Découvrez l’interview avec les nouveaux co-coordinateurs du réseau RIPESS: Marcus Hill du RIPESS Amérique du Nord (États-Unis), Judith Hitchman du réseau mondial d’agriculture solidaire, URGENCI, et Shigeru Tanaka de l’ASEC / RIPESS Asia (Japon). Ils partagent leur vision de l’ESS, leurs ambitions pour le RIPESS et leurs opinions sur la manière dont leur expérience particulière peut bénéficier au réseau.

 

– Vous êtes les nouveaux co-coordinateurs du RIPESS. Pouvez-vous partager votre vision de RIPESS ?

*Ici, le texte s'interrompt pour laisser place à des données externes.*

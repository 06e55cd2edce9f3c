pub mod message;
pub mod payment;

pub use message::*;
pub use payment::*;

Shigeru : Je pense que nous savons tous que l’économie solidaire fonctionne dans de nombreux endroits, dans de nombreuses localités, nous avons de nombreux cas de réussite et nous savons donc que cela fonctionne à l’échelle micro. Mais nous devons le porter sur la scène internationale afin de briser les barrières d’échelle. Et je pense que c’est la valeur ajoutée de RIPESS. Des organisations qui se rassemblent en réseau pour montrer que l’ESS est quelque chose qui non seulement fonctionne à plus petite échelle, mais également transforme des sociétés entières. Le rôle de RIPESS Intercontinental est d’en tirer parti. Ou du moins, c’est ce que je voudrais renforcer dans les prochaines années.

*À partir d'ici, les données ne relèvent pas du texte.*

//! Buckets: the routing tables from minimizers to stored strings, plus the
//! string pool itself once construction hands it over.
//!
//! `num_strings_before_bucket[i]` counts the strings assigned to buckets
//! with id below `i`; bucket `b` owns `offsets[nsb[b]..nsb[b+1]]`, each entry
//! the pool offset of one string's first k-mer. `pieces` delimits the
//! maximal glued walks of the pool and is what turns a pool offset into a
//! global k-mer id: a k-mer starting at offset `o` inside piece `p` has id
//! `o - p * (k - 1)`.

use crate::constants::ceil_log2;
use crate::ef::EliasFano;
use crate::builder::tuples::MinimizerTuples;
use crate::mphf::Minimizers;
use crate::pool::{read_kmer, CompactStringPool};
use sux::bits::bit_field_vec::BitFieldVec;
use sux::traits::{BitFieldSlice, BitFieldSliceCore, BitFieldSliceMut};

/// Finalized bucket tables and string pool.
pub struct Buckets {
    pub(crate) pieces: EliasFano,
    pub(crate) num_strings_before_bucket: EliasFano,
    pub(crate) offsets: BitFieldVec<usize>,
    pub(crate) strings: Vec<u8>,
    pub(crate) k: usize,
}

impl Buckets {
    /// Build the bucket tables from the sorted tuple stream, consuming the
    /// pool. Two walks over the groups: one to count strings per bucket
    /// (followed by an in-place prefix sum), one to write the offsets.
    pub(crate) fn build(
        tuples: &MinimizerTuples,
        minimizers: &Minimizers,
        pool: CompactStringPool,
        k: usize,
    ) -> Self {
        let num_minimizers = minimizers.num_keys() as usize;
        let num_strings = tuples.len();

        let mut nsb = vec![0u64; num_minimizers + 1];
        for group in tuples.groups() {
            let bucket = minimizers
                .lookup(group.minimizer)
                .expect("build-set minimizer must resolve") as usize;
            nsb[bucket + 1] += group.size() as u64;
        }
        for i in 1..nsb.len() {
            nsb[i] += nsb[i - 1];
        }
        debug_assert_eq!(nsb[num_minimizers], num_strings as u64);

        let width = ceil_log2(pool.num_symbols()).max(1);
        let mut offsets = BitFieldVec::new(width, num_strings);
        for group in tuples.groups() {
            let bucket = minimizers
                .lookup(group.minimizer)
                .expect("build-set minimizer must resolve") as usize;
            let base = nsb[bucket] as usize;
            for (i, tuple) in group.list.iter().enumerate() {
                offsets.set(base + i, tuple.offset as usize);
            }
        }

        Self {
            pieces: EliasFano::from_slice(&pool.pieces),
            num_strings_before_bucket: EliasFano::from_slice(&nsb),
            offsets,
            strings: pool.strings,
            k,
        }
    }

    /// Reassemble from deserialized parts.
    pub(crate) fn from_parts(
        pieces: EliasFano,
        num_strings_before_bucket: EliasFano,
        offsets: BitFieldVec<usize>,
        strings: Vec<u8>,
        k: usize,
    ) -> Self {
        Self {
            pieces,
            num_strings_before_bucket,
            offsets,
            strings,
            k,
        }
    }

    /// The range `[lo, hi)` of string indices owned by a bucket.
    #[inline]
    pub fn locate_bucket(&self, bucket: u64) -> (u64, u64) {
        let lo = self.num_strings_before_bucket.access(bucket as usize);
        let hi = self.num_strings_before_bucket.access(bucket as usize + 1);
        (lo, hi)
    }

    /// Pool offset of the `i`-th bucketed string.
    #[inline]
    pub fn string_offset(&self, i: u64) -> u64 {
        self.offsets.get(i as usize) as u64
    }

    /// Number of bucketed strings.
    pub fn num_strings(&self) -> u64 {
        self.offsets.len() as u64
    }

    /// Number of buckets (distinct minimizers).
    pub fn num_buckets(&self) -> u64 {
        self.num_strings_before_bucket.len() as u64 - 1
    }

    /// Number of pieces in the pool.
    pub fn num_pieces(&self) -> u64 {
        self.pieces.len() as u64 - 1
    }

    /// Total number of 2-bit symbols in the pool.
    pub fn num_symbols(&self) -> u64 {
        self.pieces.access(self.pieces.len() - 1)
    }

    /// Read the k-mer at symbol position `pos`.
    #[inline]
    pub(crate) fn kmer_at(&self, pos: u64) -> u64 {
        read_kmer(&self.strings, pos as usize, self.k)
    }

    /// Map a pool offset to `(kmer_id, piece_end)`: the global id of the
    /// k-mer starting at `offset` and the symbol offset at which its piece
    /// ends. `None` when `offset` is past the pool.
    #[inline]
    pub(crate) fn offset_to_id(&self, offset: u64) -> Option<(u64, u64)> {
        let (piece, _begin, end) = self.pieces.locate_with_end(offset)?;
        Some((offset - piece * (self.k as u64 - 1), end))
    }

    /// Pool offset of the k-mer with global id `id`.
    ///
    /// Binary search over `pieces`: the ids of piece `p` start at
    /// `pieces[p] - p * (k - 1)`, a non-decreasing function of `p`.
    pub(crate) fn id_to_offset(&self, id: u64) -> u64 {
        let k1 = self.k as u64 - 1;
        let num_pieces = self.pieces.len() - 1;
        let mut lo = 0usize;
        let mut hi = num_pieces;
        // invariant: ids_before(lo) <= id < ids_before(hi)
        while hi - lo > 1 {
            let mid = (lo + hi) / 2;
            if self.pieces.access(mid) - mid as u64 * k1 <= id {
                lo = mid;
            } else {
                hi = mid;
            }
        }
        id + lo as u64 * k1
    }

    /// Symbol offset at which piece `p` begins.
    #[inline]
    pub(crate) fn piece_boundary(&self, p: u64) -> u64 {
        self.pieces.access(p as usize)
    }

    /// Bytes used by the piece boundaries.
    pub fn pieces_bytes(&self) -> usize {
        self.pieces.size_bytes()
    }

    /// Bytes used by the bucket boundary sequence.
    pub fn boundaries_bytes(&self) -> usize {
        self.num_strings_before_bucket.size_bytes()
    }

    /// Bytes used by the packed offsets.
    pub fn offsets_bytes(&self) -> usize {
        (self.offsets.len() * self.offsets.bit_width()).div_ceil(8)
    }

    /// Bytes used by the packed strings.
    pub fn strings_bytes(&self) -> usize {
        self.strings.len()
    }
}

impl std::fmt::Debug for Buckets {
    fn fmt(&self, f: &mut std::fmt::Formatter<'_>) -> std::fmt::Result {
        f.debug_struct("Buckets")
            .field("num_buckets", &self.num_buckets())
            .field("num_strings", &self.num_strings())
            .field("num_pieces", &self.num_pieces())
            .field("num_symbols", &self.num_symbols())
            .finish()
    }
}

#[cfg(test)]
mod tests {
    use super::*;
    use crate::builder::tuples::MinimizerTuple;
    use crate::pool::PoolBuilder;

    fn pool_of(strings: &[&[u8]], k: usize) -> CompactStringPool {
        let mut builder = PoolBuilder::new(k);
        for s in strings {
            builder.append(s, false).unwrap();
        }
        builder.finalize()
    }

    fn tuples_of(entries: &[(u64, u64, u16)]) -> MinimizerTuples {
        let mut tuples = MinimizerTuples::new();
        for &(minimizer, offset, n) in entries {
            tuples.push(MinimizerTuple {
                minimizer,
                offset,
                num_kmers_in_string: n,
            });
        }
        tuples.sort();
        tuples
    }

    #[test]
    fn bucket_ranges_partition_the_offsets() {
        let k = 3;
        // two pieces: "ACGTA" (3 k-mers) and "TTTTT" (3 k-mers)
        let pool = pool_of(&[b"ACGTA", b"TTTTT"], k);
        // three strings across two minimizers
        let tuples = tuples_of(&[(7, 0, 2), (7, 5, 3), (9, 2, 1)]);
        let minimizers = Minimizers::build(&[7, 9], 1).unwrap();
        let buckets = Buckets::build(&tuples, &minimizers, pool, k);

        assert_eq!(buckets.num_buckets(), 2);
        assert_eq!(buckets.num_strings(), 3);

        let b7 = minimizers.lookup(7).unwrap();
        let b9 = minimizers.lookup(9).unwrap();
        let (lo7, hi7) = buckets.locate_bucket(b7);
        let (lo9, hi9) = buckets.locate_bucket(b9);
        assert_eq!(hi7 - lo7, 2);
        assert_eq!(hi9 - lo9, 1);

        // bucket 7's offsets in tuple order
        assert_eq!(buckets.string_offset(lo7), 0);
        assert_eq!(buckets.string_offset(lo7 + 1), 5);
        assert_eq!(buckets.string_offset(lo9), 2);

        // the two ranges cover [0, 3) without overlap
        let mut covered: Vec<u64> = (lo7..hi7).chain(lo9..hi9).collect();
        covered.sort_unstable();
        assert_eq!(covered, vec![0, 1, 2]);
    }

    #[test]
    fn offset_to_id_accounts_for_pieces() {
        let k = 3;
        let pool = pool_of(&[b"ACGTA", b"TTTTT"], k);
        let tuples = tuples_of(&[(7, 0, 3), (9, 5, 3)]);
        let minimizers = Minimizers::build(&[7, 9], 1).unwrap();
        let buckets = Buckets::build(&tuples, &minimizers, pool, k);

        // piece 0: offsets 0..5, ids 0..3; piece 1: offsets 5..10, ids 3..6
        assert_eq!(buckets.offset_to_id(0), Some((0, 5)));
        assert_eq!(buckets.offset_to_id(2), Some((2, 5)));
        assert_eq!(buckets.offset_to_id(5), Some((3, 10)));
        assert_eq!(buckets.offset_to_id(7), Some((5, 10)));
        assert_eq!(buckets.offset_to_id(10), None);
    }

    #[test]
    fn id_to_offset_inverts_offset_to_id() {
        let k = 3;
        let pool = pool_of(&[b"ACGTA", b"TTTTT", b"AACC"], k);
        let tuples = tuples_of(&[(7, 0, 3), (9, 5, 3), (11, 10, 2)]);
        let minimizers = Minimizers::build(&[7, 9, 11], 1).unwrap();
        let buckets = Buckets::build(&tuples, &minimizers, pool, k);

        let n = 8u64; // 3 + 3 + 2 k-mers
        for id in 0..n {
            let offset = buckets.id_to_offset(id);
            let (back, _end) = buckets.offset_to_id(offset).unwrap();
            assert_eq!(back, id);
        }
    }
}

Judith : Le monde est en état de crise. Nous avons une pandémie mondiale qui mène à ce qui est probablement la pire crise économique des cent dernières années et nous avons la crise climatique qui est balayée sous le tapis. Toutes ces crises ont été causées par le système néolibéral. Le système néolibéral ne peut pas résoudre ces crises. Ils peuvent faire de l’écoblanchissement, mais ils ne peuvent pas réparer la situation. La solution vient de l’économie solidaire, des initiatives menées par la base. C’est donc la voix que nous devons porter très fortement dans les institutions. Et nous commençons à gagner une certaine reconnaissance.

L’ESS est intersectionnelle par nature ; nous devons travailler avec d’autres mouvements sociaux afin de faire un réel changement dans la société, car l’alternative est la fin de nous et la fin de la planète.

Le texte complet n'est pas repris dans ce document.